GIVEN INFORMATION Start Marker

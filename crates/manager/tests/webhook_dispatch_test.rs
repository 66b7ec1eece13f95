//! Integration tests for webhook dispatch: authentication, fan-out,
//! first-time token acquisition, and cursor write-back.

mod support;

use serde_json::json;

use foerderband_core::{SourceData, SourceOutcome};
use foerderband_manager::verify::github_signature;

use support::{drive_task, git_task, harness, headers, Harness};

const REPO: &str = "https://github.com/ex/r";
const PUSH_BODY: &[u8] = br#"{"repository":{"full_name":"ex/r"},"deleted":false}"#;

fn entry_secret(h: &Harness, sid: &str) -> String {
    h.manager.store().get_subscription(sid).unwrap().secret
}

#[tokio::test]
async fn github_push_with_valid_signature_runs_task() {
    let h = harness();
    h.manager.schedule_task(git_task("g1", "gh", REPO)).await.unwrap();

    let signature = github_signature(&entry_secret(&h, REPO), PUSH_BODY);
    let summary = h
        .manager
        .trigger_webhook(
            "gh",
            &headers(&[
                ("X-GitHub-Event", "push"),
                ("X-Hub-Signature-256", &signature),
            ]),
            PUSH_BODY,
        )
        .await
        .unwrap();

    assert!(summary.success);
    assert_eq!(h.payload_count(), 1);

    let payload = h.last_payload();
    assert_eq!(payload["external_resource_id"], REPO);
    assert_eq!(payload["change_type"], "upsert");
    assert_eq!(payload["webhook_payload"]["repository"]["full_name"], "ex/r");
    assert_eq!(payload["task_definition"]["id"], "g1");
}

#[tokio::test]
async fn github_push_with_bad_signature_is_rejected() {
    let h = harness();
    h.manager.schedule_task(git_task("g1", "gh", REPO)).await.unwrap();

    let signature = github_signature("not-the-secret", PUSH_BODY);
    let err = h
        .manager
        .trigger_webhook(
            "gh",
            &headers(&[
                ("X-GitHub-Event", "push"),
                ("X-Hub-Signature-256", &signature),
            ]),
            PUSH_BODY,
        )
        .await
        .unwrap_err();

    assert_eq!(err.status_code(), 401);
    assert!(err.to_string().contains("invalid webhook signature"));
    // The orchestrator never ran.
    assert_eq!(h.payload_count(), 0);
}

#[tokio::test]
async fn missing_signature_is_rejected() {
    let h = harness();
    h.manager.schedule_task(git_task("g1", "gh", REPO)).await.unwrap();

    let err = h
        .manager
        .trigger_webhook("gh", &headers(&[("X-GitHub-Event", "push")]), PUSH_BODY)
        .await
        .unwrap_err();
    assert_eq!(err.status_code(), 401);
    assert_eq!(h.payload_count(), 0);
}

#[tokio::test]
async fn unknown_endpoint_is_not_found() {
    let h = harness();
    h.manager.schedule_task(git_task("g1", "gh", REPO)).await.unwrap();

    let err = h
        .manager
        .trigger_webhook("nope", &headers(&[]), PUSH_BODY)
        .await
        .unwrap_err();
    assert_eq!(err.status_code(), 404);
}

#[tokio::test]
async fn malformed_body_is_bad_request() {
    let h = harness();
    h.manager.schedule_task(git_task("g1", "gh", REPO)).await.unwrap();

    let err = h
        .manager
        .trigger_webhook("gh", &headers(&[]), b"{not json")
        .await
        .unwrap_err();
    assert_eq!(err.status_code(), 400);
}

#[tokio::test]
async fn uninterested_resource_returns_ok_without_running() {
    let h = harness();
    h.manager.schedule_task(git_task("g1", "gh", REPO)).await.unwrap();

    // Valid event for a repository nothing subscribes to.
    let body = br#"{"repository":{"full_name":"someone/else"},"deleted":false}"#;
    let summary = h
        .manager
        .trigger_webhook("gh", &headers(&[("X-GitHub-Event", "push")]), body)
        .await
        .unwrap();

    assert!(summary.success);
    assert_eq!(summary.items_processed, 0);
    assert!(summary.message.contains("no subscription"));
    assert_eq!(h.payload_count(), 0);
}

#[tokio::test]
async fn fan_out_runs_every_registered_task() {
    let h = harness();
    h.manager.schedule_task(git_task("a", "gh", REPO)).await.unwrap();
    h.manager.schedule_task(git_task("b", "gh", REPO)).await.unwrap();

    let signature = github_signature(&entry_secret(&h, REPO), PUSH_BODY);
    let summary = h
        .manager
        .trigger_webhook(
            "gh",
            &headers(&[
                ("X-GitHub-Event", "push"),
                ("X-Hub-Signature-256", &signature),
            ]),
            PUSH_BODY,
        )
        .await
        .unwrap();

    assert!(summary.success);
    assert_eq!(h.payload_count(), 2);
}

#[tokio::test]
async fn disabled_task_is_skipped_in_fan_out() {
    let h = harness();
    h.manager.schedule_task(git_task("a", "gh", REPO)).await.unwrap();
    h.manager.schedule_task(git_task("b", "gh", REPO)).await.unwrap();
    h.manager.disable_task("a").await.unwrap();

    let signature = github_signature(&entry_secret(&h, REPO), PUSH_BODY);
    h.manager
        .trigger_webhook(
            "gh",
            &headers(&[
                ("X-GitHub-Event", "push"),
                ("X-Hub-Signature-256", &signature),
            ]),
            PUSH_BODY,
        )
        .await
        .unwrap();

    assert_eq!(h.payload_count(), 1);
    assert_eq!(h.last_payload()["task_definition"]["id"], "b");
}

#[tokio::test]
async fn drive_first_time_token_acquisition() {
    let h = harness();
    *h.provider.next_external_id.lock().unwrap() = Some("ch".to_string());
    *h.provider.next_start_page_token.lock().unwrap() = Some("42".to_string());

    h.manager
        .schedule_task(drive_task("d1", "gd", "folder-9"))
        .await
        .unwrap();

    // Registration captured the provider's start cursor.
    let entry = h.manager.store().get_subscription("folder-9").unwrap();
    assert_eq!(entry.external_webhook_id, "ch");
    assert_eq!(entry.start_page_token.as_deref(), Some("42"));

    // The notification carries the channel token; its payload delivers
    // the stored cursor to the source.
    let secret = entry.secret.clone();
    let summary = h
        .manager
        .trigger_webhook(
            "gd",
            &headers(&[
                ("X-Goog-Channel-Id", &secret),
                ("X-Goog-Resource-Uri", "https://www.googleapis.com/drive/v3/files/folder-9"),
                ("X-Goog-Resource-State", "update"),
            ]),
            b"",
        )
        .await
        .unwrap();

    assert!(summary.success);
    let payload = h.last_payload();
    assert_eq!(payload["start_page_token"], "42");
    assert_eq!(payload["external_resource_id"], "folder-9");
    assert_eq!(payload["change_type"], "upsert");
}

#[tokio::test]
async fn drive_wrong_channel_token_is_rejected() {
    let h = harness();
    h.manager
        .schedule_task(drive_task("d1", "gd", "folder-9"))
        .await
        .unwrap();

    let err = h
        .manager
        .trigger_webhook(
            "gd",
            &headers(&[
                ("X-Goog-Channel-Id", "imposter"),
                ("X-Goog-Resource-Uri", "https://www.googleapis.com/drive/v3/files/folder-9"),
                ("X-Goog-Resource-State", "update"),
            ]),
            b"",
        )
        .await
        .unwrap_err();
    assert_eq!(err.status_code(), 401);
    assert_eq!(h.payload_count(), 0);
}

#[tokio::test]
async fn cursor_write_back_threads_across_runs() {
    let h = harness();
    h.manager.schedule_task(git_task("g1", "gh", REPO)).await.unwrap();

    // First run returns a continuation cursor.
    h.set_outcome(SourceOutcome::ok(SourceData {
        data: Some(json!([{"id": "a", "content": "x"}])),
        next_page_token: Some("n9".to_string()),
        ..Default::default()
    }));

    let secret = entry_secret(&h, REPO);
    let signature = github_signature(&secret, PUSH_BODY);
    let hdrs = headers(&[
        ("X-GitHub-Event", "push"),
        ("X-Hub-Signature-256", &signature),
    ]);

    h.manager.trigger_webhook("gh", &hdrs, PUSH_BODY).await.unwrap();
    let entry = h.manager.store().get_subscription(REPO).unwrap();
    assert_eq!(entry.next_page_token.as_deref(), Some("n9"));

    // The next delivery hands the cursor to the source; a run returning
    // no cursors does not erase it.
    h.set_outcome(support::single_item_outcome());
    h.manager.trigger_webhook("gh", &hdrs, PUSH_BODY).await.unwrap();
    assert_eq!(h.last_payload()["next_page_token"], "n9");

    let entry = h.manager.store().get_subscription(REPO).unwrap();
    assert_eq!(entry.next_page_token.as_deref(), Some("n9"));
}

#[tokio::test]
async fn cursor_write_back_applies_to_manual_runs_too() {
    let h = harness();
    h.manager.schedule_task(git_task("g1", "gh", REPO)).await.unwrap();

    h.set_outcome(SourceOutcome::ok(SourceData {
        data: Some(json!([])),
        next_page_token: Some("m3".to_string()),
        ..Default::default()
    }));
    h.manager.trigger_manual("g1", None).await.unwrap();

    let entry = h.manager.store().get_subscription(REPO).unwrap();
    assert_eq!(entry.next_page_token.as_deref(), Some("m3"));
}

#[tokio::test]
async fn delete_event_classification_reaches_the_source() {
    let h = harness();
    h.manager.schedule_task(git_task("g1", "gh", REPO)).await.unwrap();

    let body = br#"{"repository":{"full_name":"ex/r"},"deleted":true}"#;
    let signature = github_signature(&entry_secret(&h, REPO), body);
    h.manager
        .trigger_webhook(
            "gh",
            &headers(&[
                ("X-GitHub-Event", "push"),
                ("X-Hub-Signature-256", &signature),
            ]),
            body,
        )
        .await
        .unwrap();

    assert_eq!(h.last_payload()["change_type"], "delete");
}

GIVEN INFORMATION End Marker

**WORK REQUIRED**
Whenever "provider" occurs in a line above, copy that line.

**TASK ANSWER**
    *h.provider.next_external_id.lock().unwrap() = Some("ch".to_string());
    *h.provider.next_start_page_token.lock().unwrap() = Some("42".to_string());
    // Registration captured the provider's start cursor.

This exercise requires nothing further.